Entry Monitor System (EMS) – Part 3
Now that the circuit design was complete, I needed to translate it from the breadboard to a permanent circuit board. Prototyping circuit boards are usually pretty expensive, but I got a stack of them from an eBay seller for a decent price. Good thing, too, because it looked like the EMS electronics would need several of them. After studying the layout of the EMS and the breadboarded circuit, I figured the finished circuit would need to be on four boards: the main logic board, the counter display, the corridor light display, and the graph display.
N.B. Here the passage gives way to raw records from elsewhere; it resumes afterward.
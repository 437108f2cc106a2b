use axum::Json;
use serde_json::{json, Value};

/// GET / - Service information
pub async fn root() -> Json<Value> {
    let version = env!("CARGO_PKG_VERSION");

    Json(json!({
        "success": true,
        "data": {
            "name": "Notes API",
            "version": version,
            "description": "Notebooks and rich-text notes backed by the editor's JSON document model",
            "endpoints": {
                "home": "/ (public)",
                "health": "/health (public)",
                "auth": "/api/auth/whoami (protected)",
                "notebooks": "/api/notebooks[/:id[/notes]] (protected)",
                "notes": "/api/notes/:id[/preview|/export] (protected)",
                "sidebar": "/api/sidebar?search= (protected)",
                "documents": "/api/documents/validate (protected)",
            }
        }
    }))
}
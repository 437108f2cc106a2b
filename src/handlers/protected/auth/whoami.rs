use axum::Extension;
use serde::Serialize;
use uuid::Uuid;

use crate::middleware::{ApiResponse, AuthUser};

#[derive(Debug, Serialize)]
pub struct WhoAmI {
    pub user_id: Uuid,
    pub email: Option<String>,
    pub name: Option<String>,
}

/// GET /api/auth/whoami - The user behind the current session
///
/// Expected Output:
/// ```json
/// {
///   "success": true,
///   "data": { "user_id": "uuid", "email": "user@example.com", "name": null }
/// }
/// ```
pub async fn whoami(Extension(user): Extension<AuthUser>) -> ApiResponse<WhoAmI> {
    ApiResponse::success(WhoAmI {
        user_id: user.user_id,
        email: user.email,
        name: user.name,
    })
}
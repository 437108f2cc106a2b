// handlers/public/mod.rs - Public handlers (no session required)
//
// Route Prefix: none (/, /health)
// Middleware: none
pub mod health;
pub mod root;

pub use health::health;
pub use root::root;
I started with the counter display board. I installed a 42-pin header on the copper side of the board to eventually plug into a 42-pin socket on the yet-to-be-built logic board. On the component side, I installed the six 7-segment displays approximately centered with the header. I connected all of the common cathodes to the ground bus on the copper side, and applied some electrical tape over the connections on the components side so as not to accidentally make shorts when installing the resistors. The resistors for the segment pins on the bottoms of the displays I connected directly to the headers, but the ones on the tops I connected to the next row of pads and jumpered the pads to the headers on the copper side. The breadboarded circuit had only 5 counters and 5 digit but the final circuit needed a sixth digit. I installed the sixth digit in the tenths position and hard-wired all the segments except for “G” (the center segment) to positive, along with the decimal point of the ones digit. I paired the “G” segment to the “G” segment of the ones display so that when it started counting down the segment would flicker and give the illusion of counting rapidly.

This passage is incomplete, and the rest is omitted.